PROBLEM: Count every line below that contains "when", then give that count and nothing else.

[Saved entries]
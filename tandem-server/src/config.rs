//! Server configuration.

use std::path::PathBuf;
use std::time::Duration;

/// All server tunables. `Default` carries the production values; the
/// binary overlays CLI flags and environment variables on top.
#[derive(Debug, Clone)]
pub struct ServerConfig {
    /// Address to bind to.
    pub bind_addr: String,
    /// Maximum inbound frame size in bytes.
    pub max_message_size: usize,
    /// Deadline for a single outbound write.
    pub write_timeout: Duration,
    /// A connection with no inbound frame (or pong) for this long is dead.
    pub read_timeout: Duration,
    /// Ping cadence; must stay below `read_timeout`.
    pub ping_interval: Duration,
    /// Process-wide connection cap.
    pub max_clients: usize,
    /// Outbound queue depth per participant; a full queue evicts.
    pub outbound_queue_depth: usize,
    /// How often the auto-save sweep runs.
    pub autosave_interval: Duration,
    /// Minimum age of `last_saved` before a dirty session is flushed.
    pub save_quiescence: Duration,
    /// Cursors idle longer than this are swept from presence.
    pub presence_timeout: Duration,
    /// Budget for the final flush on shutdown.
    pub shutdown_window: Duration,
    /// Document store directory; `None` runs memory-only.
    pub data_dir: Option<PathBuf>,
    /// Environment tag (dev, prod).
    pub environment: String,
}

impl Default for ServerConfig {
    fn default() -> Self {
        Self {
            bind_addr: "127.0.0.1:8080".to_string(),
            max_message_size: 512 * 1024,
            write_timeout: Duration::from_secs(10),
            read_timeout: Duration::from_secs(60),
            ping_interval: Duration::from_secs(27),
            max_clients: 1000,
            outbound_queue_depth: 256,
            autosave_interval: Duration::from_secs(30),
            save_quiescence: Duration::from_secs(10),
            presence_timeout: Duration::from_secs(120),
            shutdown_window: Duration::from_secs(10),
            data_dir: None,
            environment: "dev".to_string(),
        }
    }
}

==

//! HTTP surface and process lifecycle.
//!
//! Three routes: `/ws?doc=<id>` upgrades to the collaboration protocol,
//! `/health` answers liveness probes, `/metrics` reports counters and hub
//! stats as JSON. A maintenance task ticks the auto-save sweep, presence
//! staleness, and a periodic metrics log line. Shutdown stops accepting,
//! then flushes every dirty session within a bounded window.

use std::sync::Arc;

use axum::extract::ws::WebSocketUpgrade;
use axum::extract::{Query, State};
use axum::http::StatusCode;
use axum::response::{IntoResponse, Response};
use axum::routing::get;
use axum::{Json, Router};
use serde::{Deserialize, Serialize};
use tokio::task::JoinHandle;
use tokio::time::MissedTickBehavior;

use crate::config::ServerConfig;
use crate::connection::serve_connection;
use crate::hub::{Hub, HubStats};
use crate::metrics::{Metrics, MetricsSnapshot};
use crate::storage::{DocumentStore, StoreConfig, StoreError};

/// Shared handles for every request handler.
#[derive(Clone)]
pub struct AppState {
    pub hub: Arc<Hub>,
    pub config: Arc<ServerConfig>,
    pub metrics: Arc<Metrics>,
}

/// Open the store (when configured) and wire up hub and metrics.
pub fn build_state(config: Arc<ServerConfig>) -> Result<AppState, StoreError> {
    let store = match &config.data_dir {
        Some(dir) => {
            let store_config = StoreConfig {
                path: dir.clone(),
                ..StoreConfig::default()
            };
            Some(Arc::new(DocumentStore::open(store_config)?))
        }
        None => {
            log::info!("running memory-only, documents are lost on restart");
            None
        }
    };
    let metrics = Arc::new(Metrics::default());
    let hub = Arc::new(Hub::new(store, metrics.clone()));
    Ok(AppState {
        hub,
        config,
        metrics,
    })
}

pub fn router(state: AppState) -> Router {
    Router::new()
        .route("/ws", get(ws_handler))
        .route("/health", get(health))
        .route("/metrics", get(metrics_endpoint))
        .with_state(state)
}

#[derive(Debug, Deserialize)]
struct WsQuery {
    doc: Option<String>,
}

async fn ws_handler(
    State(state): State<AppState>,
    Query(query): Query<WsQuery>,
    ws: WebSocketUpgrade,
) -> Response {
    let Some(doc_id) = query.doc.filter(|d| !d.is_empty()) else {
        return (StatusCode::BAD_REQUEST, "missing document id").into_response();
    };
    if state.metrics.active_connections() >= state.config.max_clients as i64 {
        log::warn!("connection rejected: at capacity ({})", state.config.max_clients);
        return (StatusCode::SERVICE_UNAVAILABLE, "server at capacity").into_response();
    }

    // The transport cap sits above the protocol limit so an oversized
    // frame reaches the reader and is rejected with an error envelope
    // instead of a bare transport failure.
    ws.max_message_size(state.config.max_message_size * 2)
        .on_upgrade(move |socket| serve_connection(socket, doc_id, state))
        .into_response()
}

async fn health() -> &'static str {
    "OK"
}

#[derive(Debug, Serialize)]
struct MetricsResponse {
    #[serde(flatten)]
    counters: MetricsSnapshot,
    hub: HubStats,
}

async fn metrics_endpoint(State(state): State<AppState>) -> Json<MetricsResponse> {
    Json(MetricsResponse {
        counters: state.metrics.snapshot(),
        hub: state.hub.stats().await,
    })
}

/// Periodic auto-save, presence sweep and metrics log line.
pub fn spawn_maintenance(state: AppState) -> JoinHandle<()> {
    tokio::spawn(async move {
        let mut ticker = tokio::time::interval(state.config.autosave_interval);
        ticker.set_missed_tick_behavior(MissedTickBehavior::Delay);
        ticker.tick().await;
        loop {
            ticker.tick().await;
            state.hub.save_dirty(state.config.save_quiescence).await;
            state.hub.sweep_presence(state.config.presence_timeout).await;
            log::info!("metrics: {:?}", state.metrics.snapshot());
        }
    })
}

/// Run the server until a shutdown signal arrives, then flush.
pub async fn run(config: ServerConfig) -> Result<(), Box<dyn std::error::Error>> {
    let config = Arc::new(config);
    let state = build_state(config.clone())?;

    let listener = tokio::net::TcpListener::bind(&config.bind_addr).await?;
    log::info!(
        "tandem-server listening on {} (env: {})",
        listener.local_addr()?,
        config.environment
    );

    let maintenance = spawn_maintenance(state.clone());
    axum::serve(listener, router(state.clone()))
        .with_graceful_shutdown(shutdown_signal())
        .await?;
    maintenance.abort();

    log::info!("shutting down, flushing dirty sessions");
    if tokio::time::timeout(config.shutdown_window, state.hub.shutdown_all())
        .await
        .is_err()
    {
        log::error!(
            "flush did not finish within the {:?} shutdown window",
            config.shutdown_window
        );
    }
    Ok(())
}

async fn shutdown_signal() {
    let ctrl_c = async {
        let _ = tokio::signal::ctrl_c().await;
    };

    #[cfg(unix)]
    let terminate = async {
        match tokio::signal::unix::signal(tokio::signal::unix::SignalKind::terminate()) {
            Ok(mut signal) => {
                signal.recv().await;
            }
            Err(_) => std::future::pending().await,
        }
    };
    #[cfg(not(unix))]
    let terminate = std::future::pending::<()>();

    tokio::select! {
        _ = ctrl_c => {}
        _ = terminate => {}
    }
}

==

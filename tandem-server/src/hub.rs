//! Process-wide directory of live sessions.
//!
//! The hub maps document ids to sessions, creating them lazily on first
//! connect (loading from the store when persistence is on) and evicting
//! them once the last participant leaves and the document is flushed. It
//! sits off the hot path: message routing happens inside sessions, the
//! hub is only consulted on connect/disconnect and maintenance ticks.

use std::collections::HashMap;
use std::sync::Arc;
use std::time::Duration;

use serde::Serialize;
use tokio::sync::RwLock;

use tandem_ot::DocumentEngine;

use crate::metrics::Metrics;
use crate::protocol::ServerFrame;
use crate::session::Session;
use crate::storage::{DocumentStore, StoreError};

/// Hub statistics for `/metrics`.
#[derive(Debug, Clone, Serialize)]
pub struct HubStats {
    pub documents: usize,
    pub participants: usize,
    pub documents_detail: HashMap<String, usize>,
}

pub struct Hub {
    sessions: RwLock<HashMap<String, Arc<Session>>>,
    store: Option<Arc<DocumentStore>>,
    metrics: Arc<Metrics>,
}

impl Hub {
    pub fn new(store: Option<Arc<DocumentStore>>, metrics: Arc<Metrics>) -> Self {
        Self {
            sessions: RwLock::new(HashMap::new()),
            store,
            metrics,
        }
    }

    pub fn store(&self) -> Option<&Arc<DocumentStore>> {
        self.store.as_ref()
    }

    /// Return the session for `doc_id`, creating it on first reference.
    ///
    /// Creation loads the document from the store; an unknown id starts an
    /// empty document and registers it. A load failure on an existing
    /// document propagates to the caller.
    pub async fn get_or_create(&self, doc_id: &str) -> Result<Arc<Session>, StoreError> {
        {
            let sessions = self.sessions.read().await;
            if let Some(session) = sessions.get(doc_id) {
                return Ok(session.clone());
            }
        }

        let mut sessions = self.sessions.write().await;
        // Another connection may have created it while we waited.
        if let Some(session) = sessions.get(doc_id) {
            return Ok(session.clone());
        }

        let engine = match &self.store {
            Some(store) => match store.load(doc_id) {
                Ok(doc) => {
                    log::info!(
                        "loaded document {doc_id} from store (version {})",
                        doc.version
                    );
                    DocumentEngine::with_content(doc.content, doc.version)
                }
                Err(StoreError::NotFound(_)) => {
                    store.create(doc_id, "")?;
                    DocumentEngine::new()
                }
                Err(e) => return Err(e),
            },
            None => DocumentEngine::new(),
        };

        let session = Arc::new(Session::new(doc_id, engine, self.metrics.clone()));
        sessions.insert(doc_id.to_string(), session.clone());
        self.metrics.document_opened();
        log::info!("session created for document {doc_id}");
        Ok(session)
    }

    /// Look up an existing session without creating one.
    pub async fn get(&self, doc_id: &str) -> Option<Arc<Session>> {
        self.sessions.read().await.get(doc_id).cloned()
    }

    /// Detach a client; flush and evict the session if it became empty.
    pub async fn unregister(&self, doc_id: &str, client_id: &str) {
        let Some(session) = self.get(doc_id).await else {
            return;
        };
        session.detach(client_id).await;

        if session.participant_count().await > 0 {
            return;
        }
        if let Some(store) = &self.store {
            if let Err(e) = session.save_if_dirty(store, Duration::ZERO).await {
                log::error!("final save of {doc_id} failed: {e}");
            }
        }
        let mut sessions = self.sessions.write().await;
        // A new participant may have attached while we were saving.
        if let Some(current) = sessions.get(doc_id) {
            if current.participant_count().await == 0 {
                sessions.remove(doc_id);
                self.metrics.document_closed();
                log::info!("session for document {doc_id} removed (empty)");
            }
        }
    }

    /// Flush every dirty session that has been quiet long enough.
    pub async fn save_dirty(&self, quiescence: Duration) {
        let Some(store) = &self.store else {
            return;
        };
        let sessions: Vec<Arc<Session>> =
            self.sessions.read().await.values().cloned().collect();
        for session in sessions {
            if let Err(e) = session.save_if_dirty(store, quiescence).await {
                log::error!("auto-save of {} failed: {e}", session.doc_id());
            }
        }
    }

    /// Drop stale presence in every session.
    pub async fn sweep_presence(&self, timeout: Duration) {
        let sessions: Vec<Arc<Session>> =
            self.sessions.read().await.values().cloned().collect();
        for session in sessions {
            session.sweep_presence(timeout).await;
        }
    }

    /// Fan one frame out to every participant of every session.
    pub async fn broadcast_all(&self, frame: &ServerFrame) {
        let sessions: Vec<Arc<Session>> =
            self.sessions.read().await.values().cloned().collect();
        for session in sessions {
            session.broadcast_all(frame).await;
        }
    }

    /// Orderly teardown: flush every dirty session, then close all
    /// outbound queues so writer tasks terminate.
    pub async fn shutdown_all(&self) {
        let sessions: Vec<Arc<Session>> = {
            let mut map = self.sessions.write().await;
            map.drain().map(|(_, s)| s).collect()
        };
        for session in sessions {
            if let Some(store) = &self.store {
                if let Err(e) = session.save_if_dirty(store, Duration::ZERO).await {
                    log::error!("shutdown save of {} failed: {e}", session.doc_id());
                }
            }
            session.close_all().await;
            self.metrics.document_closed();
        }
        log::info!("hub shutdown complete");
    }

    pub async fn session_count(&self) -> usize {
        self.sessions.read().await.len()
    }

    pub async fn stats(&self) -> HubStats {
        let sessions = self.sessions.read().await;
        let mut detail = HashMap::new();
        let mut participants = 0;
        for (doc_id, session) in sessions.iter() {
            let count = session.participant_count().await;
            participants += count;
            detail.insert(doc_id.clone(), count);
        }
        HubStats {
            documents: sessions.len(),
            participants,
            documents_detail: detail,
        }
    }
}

THE COMPLETED TASK: 2